Show that any positive odd integer is of the form 6q+1, or 6q+3, or 6q+5,
where q is some integer.
Answers
Answer:
a= bq + r
b = 6
r = 0 ,1 ,2 ,3 ,4, ,5
eq - 1
a = bq + r
=6q + 0
( even)
eq - 2
a = bq + r
= 6q + 1
( odd )
eq. - 3
a. = bq + r
= 6q + 2
=2(3q + 1)
( even )
eq - 4
a = bq + r
=6q + 3
= 3 (2q + 1)
( even)
Let a be any positive integer and b = 6. Then, by Euclid’s algorithm, a = 6q + r, for some integer q ≥ 0, and r = 0, 1, 2, 3, 4, 5, because 0≤r<6.
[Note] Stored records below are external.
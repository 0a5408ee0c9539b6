#[cfg(feature = "integration-tests")]
mod common;

/// A gasket subdivided once: three red corner triangles around a white hole.
#[test]
#[cfg(feature = "integration-tests")]
fn should_draw_subdivided_gasket() {
    use anyhow::ensure;
    use gasket_demos::{
        context::Context,
        demos::{self, Demo, DemoState, Overrides},
        flow::ImageTestResult,
    };

    use crate::common::test_utils::pixel_at;

    let overrides = Overrides {
        depth: Some(1),
        ..Default::default()
    };
    let constructor =
        demos::constructor(Demo::Gasket, &overrides).expect("valid gasket configuration");

    crate::golden_image_test!(
        constructor,
        |_: &mut Context| (),
        |ctx: &Context, _: &DemoState, texture: &image::RgbaImage| {
            let format = ctx.config.format;
            let red = [255, 0, 0, 255];
            let white = [255, 255, 255, 255];
            // centroids of the three remaining triangles
            for (x, y) in [(-0.5, -2.0 / 3.0), (0.5, -2.0 / 3.0), (0.0, 1.0 / 3.0)] {
                let pixel = pixel_at(texture, format, x, y);
                ensure!(pixel == red, "expected paint at ({x}, {y}), got {pixel:?}");
            }
            // the removed middle triangle and the area outside the gasket
            for (x, y) in [(0.0, -1.0 / 3.0), (-0.9, 0.9), (0.9, 0.9)] {
                let pixel = pixel_at(texture, format, x, y);
                ensure!(pixel == white, "expected background at ({x}, {y}), got {pixel:?}");
            }
            Ok(ImageTestResult::Passed)
        }
    );
}
//! Scene data shared by all demos.
//!
//! - `model` contains vertex records, GPU meshes and Phong materials
//! - `texture` contains the GPU texture wrapper and its bind group layouts
//! - `transform` holds per-object translation/rotation/scale and their matrices

pub mod model;
pub mod texture;
pub mod transform;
Now substituting the value of r, we get,
If r = 0, then a = 6q
Similarly, for r= 1, 2, 3, 4 and 5, the value of a is 6q+1, 6q+2, 6q+3, 6q+4 and 6q+5, respectively.
If a = 6q, 6q+2, 6q+4, then a is an even number and divisible by 2. A positive integer can be either even or odd Therefore, any positive odd integer is of the form of 6q+1, 6q+3 and 6q+5, where q is some integer.